I think the key is really all about planning and having the expectation that everyone eats the same thing as a family, so there's no faffing around trying to make different things to please everyone. It's a bit different as I work full-time and we both work long hours, but I imagine I wouldn't do things much differently if I was still at home (other then I'd have more time for planning and shopping, which I used to be able to do more of during the week days). I do two shops a week, Saturday and Tuesday (Tuesday one is online delivery though). On Saturday morning, I sit down for 30 minutes and plan out the meals for Saturday through Tuesday, and on Sunday I do the same for Tuesday through Friday. I cook nearly everything from scratch, though we might have the occassional like meal for 2 type ready meal on a Saturday night just for the 2 of us, or like I buy ready made fish cakes, but then make the chips and veg from scratch, that sort of thing. But it's 90% made from scratch every day. I plan it so I get double use out of certain things, so we might make bolongnese on a Monday to have with pasta and then it doubles in cottage pie the next night. Or I'll make a big batch of something everyone really likes enough to have two days in a row (lentil stew) and then I don't have to cook the next day. The planning is really key. We live 30 minutes from our closest shop, so no chance of running out to get something I forgot or because everyone changed their minds and wants something different.
Then I set aside an hour every night for meal prep. It doesn't mean I'm doing nothing else during that hour, but I know I have at least that. I get done work at pick my daughter up at 5. Then from 5:30/5:45-6:30/6:45 I cook dinner. She often helps with some of the prep so we get to spend time together and talk about her day (she's 4). She's helped me from about 20 months or so. Or if she doesn't want to, she can sit and draw at the table. Often from 6-6:30, she'll watch some tv or videos. About half the work week (2-3 days) I work 6am-7pm, so my husband does the same on those days.
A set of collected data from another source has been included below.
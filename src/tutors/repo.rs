use async_trait::async_trait;
use sqlx::PgPool;
use uuid::Uuid;

use crate::tutors::repo_types::{Curriculum, NewTutor, Tutor, TutorRow};

/// Directory listing criteria. An empty `query` and `None` curriculum match everything.
#[derive(Debug, Clone, Default, PartialEq)]
pub struct TutorFilter {
    pub query: String,
    pub curriculum: Option<Curriculum>,
}

impl TutorFilter {
    pub fn new(query: &str, curriculum: Option<Curriculum>) -> Self {
        Self {
            query: query.to_string(),
            curriculum,
        }
    }

    /// Case-insensitive substring on name or subject, plus curriculum equality.
    pub fn matches(&self, tutor: &Tutor) -> bool {
        if let Some(c) = self.curriculum {
            if tutor.curriculum != c {
                return false;
            }
        }
        if self.query.is_empty() {
            return true;
        }
        let needle = self.query.to_lowercase();
        tutor.name.to_lowercase().contains(&needle)
            || tutor.subject.to_lowercase().contains(&needle)
    }
}

#[async_trait]
pub trait TutorRepo: Send + Sync {
    /// Matching tutors in insertion order.
    async fn search(&self, filter: &TutorFilter) -> anyhow::Result<Vec<Tutor>>;
    async fn find_by_id(&self, id: Uuid) -> anyhow::Result<Option<Tutor>>;
    async fn create(&self, new: NewTutor) -> anyhow::Result<Tutor>;
}

#[derive(Clone)]
pub struct PgTutorRepo {
    db: PgPool,
}

impl PgTutorRepo {
    pub fn new(db: PgPool) -> Self {
        Self { db }
    }
}

#[async_trait]
impl TutorRepo for PgTutorRepo {
    async fn search(&self, filter: &TutorFilter) -> anyhow::Result<Vec<Tutor>> {
        // strpos instead of ILIKE so '%' and '_' in the query stay literal
        let rows = sqlx::query_as::<_, TutorRow>(
            r#"
            SELECT id, name, subject, curriculum, rating, sessions, hourly_rate, online, image
            FROM tutors
            WHERE ($1 = ''
                   OR strpos(lower(name), lower($1)) > 0
                   OR strpos(lower(subject), lower($1)) > 0)
              AND ($2::text IS NULL OR curriculum = $2)
            ORDER BY created_at, id
            "#,
        )
        .bind(&filter.query)
        .bind(filter.curriculum.map(|c| c.as_str()))
        .fetch_all(&self.db)
        .await?;
        rows.into_iter().map(Tutor::try_from).collect()
    }

    async fn find_by_id(&self, id: Uuid) -> anyhow::Result<Option<Tutor>> {
        let row = sqlx::query_as::<_, TutorRow>(
            r#"
            SELECT id, name, subject, curriculum, rating, sessions, hourly_rate, online, image
            FROM tutors
            WHERE id = $1
            "#,
        )
        .bind(id)
        .fetch_optional(&self.db)
        .await?;
        row.map(Tutor::try_from).transpose()
    }

    async fn create(&self, new: NewTutor) -> anyhow::Result<Tutor> {
        let row = sqlx::query_as::<_, TutorRow>(
            r#"
            INSERT INTO tutors (name, subject, curriculum, rating, sessions, hourly_rate, online, image)
            VALUES ($1, $2, $3, $4, $5, $6, $7, $8)
            RETURNING id, name, subject, curriculum, rating, sessions, hourly_rate, online, image
            "#,
        )
        .bind(&new.name)
        .bind(&new.subject)
        .bind(new.curriculum.as_str())
        .bind(new.rating)
        .bind(new.sessions)
        .bind(new.hourly_rate)
        .bind(new.online)
        .bind(&new.image)
        .fetch_one(&self.db)
        .await?;
        Tutor::try_from(row)
    }
}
It means we don't do much else besides cook and do dishes in the late afternoons, but I imagine that's what most people have to do because life is busy and you have to get those things done. If you're home during the day, you might have a bit more flexibility to carve out time when you can do those sorts of tasks though so the afternoons aren't so manic. It's amazing what you can get done if you just take 15 minutes while your younger one plays with something on the floor in the kitchen, then it's all prepped and ready to go for later. Definitely second a slow cooker or an instant pot, and making extra and freezing if you don't want to eat exactly the same the next day.
And the other thing is just not driving yourself insane making special meals for everyone. When my daughter was a baby (up til about 18-20 months), she did eat separately from us because she went to bed earlier, but she still mostly ate the same things (leftovers from dinner the night before, which I used to cook for the two of us after I put her to bed). I only occasionally made her a different meal (like if we had a spicy curry). Now we all eat together and we all eat the same things. I've never made a big deal about her eating food, but if she doesn't eat, she doesn't get something else. I don't have time to be catering to everyone's wants. I make healthy, tasty meals and everyone can eat what they like or not if they don't, and that's mostly worked. Same with my husband. I also used to be a vegetarian (I do eat meat now as I found my diet just needed to change after I had my daughter). But though I eat meat now, I didn't for like the 6 years we were together including up til about when our daughter turned 2. The rule was, I did most of the cooking, if he didn't like eating vegetarian, he was welcome to cook something else to supplement the main meal. So if I made a vegetarian pasta, sometimes he would come home from work and cook his own sausages or chicken to go with it. Everyone was happy that way. He got what he liked, but I wasn't running around stressed making 3 different meals every night.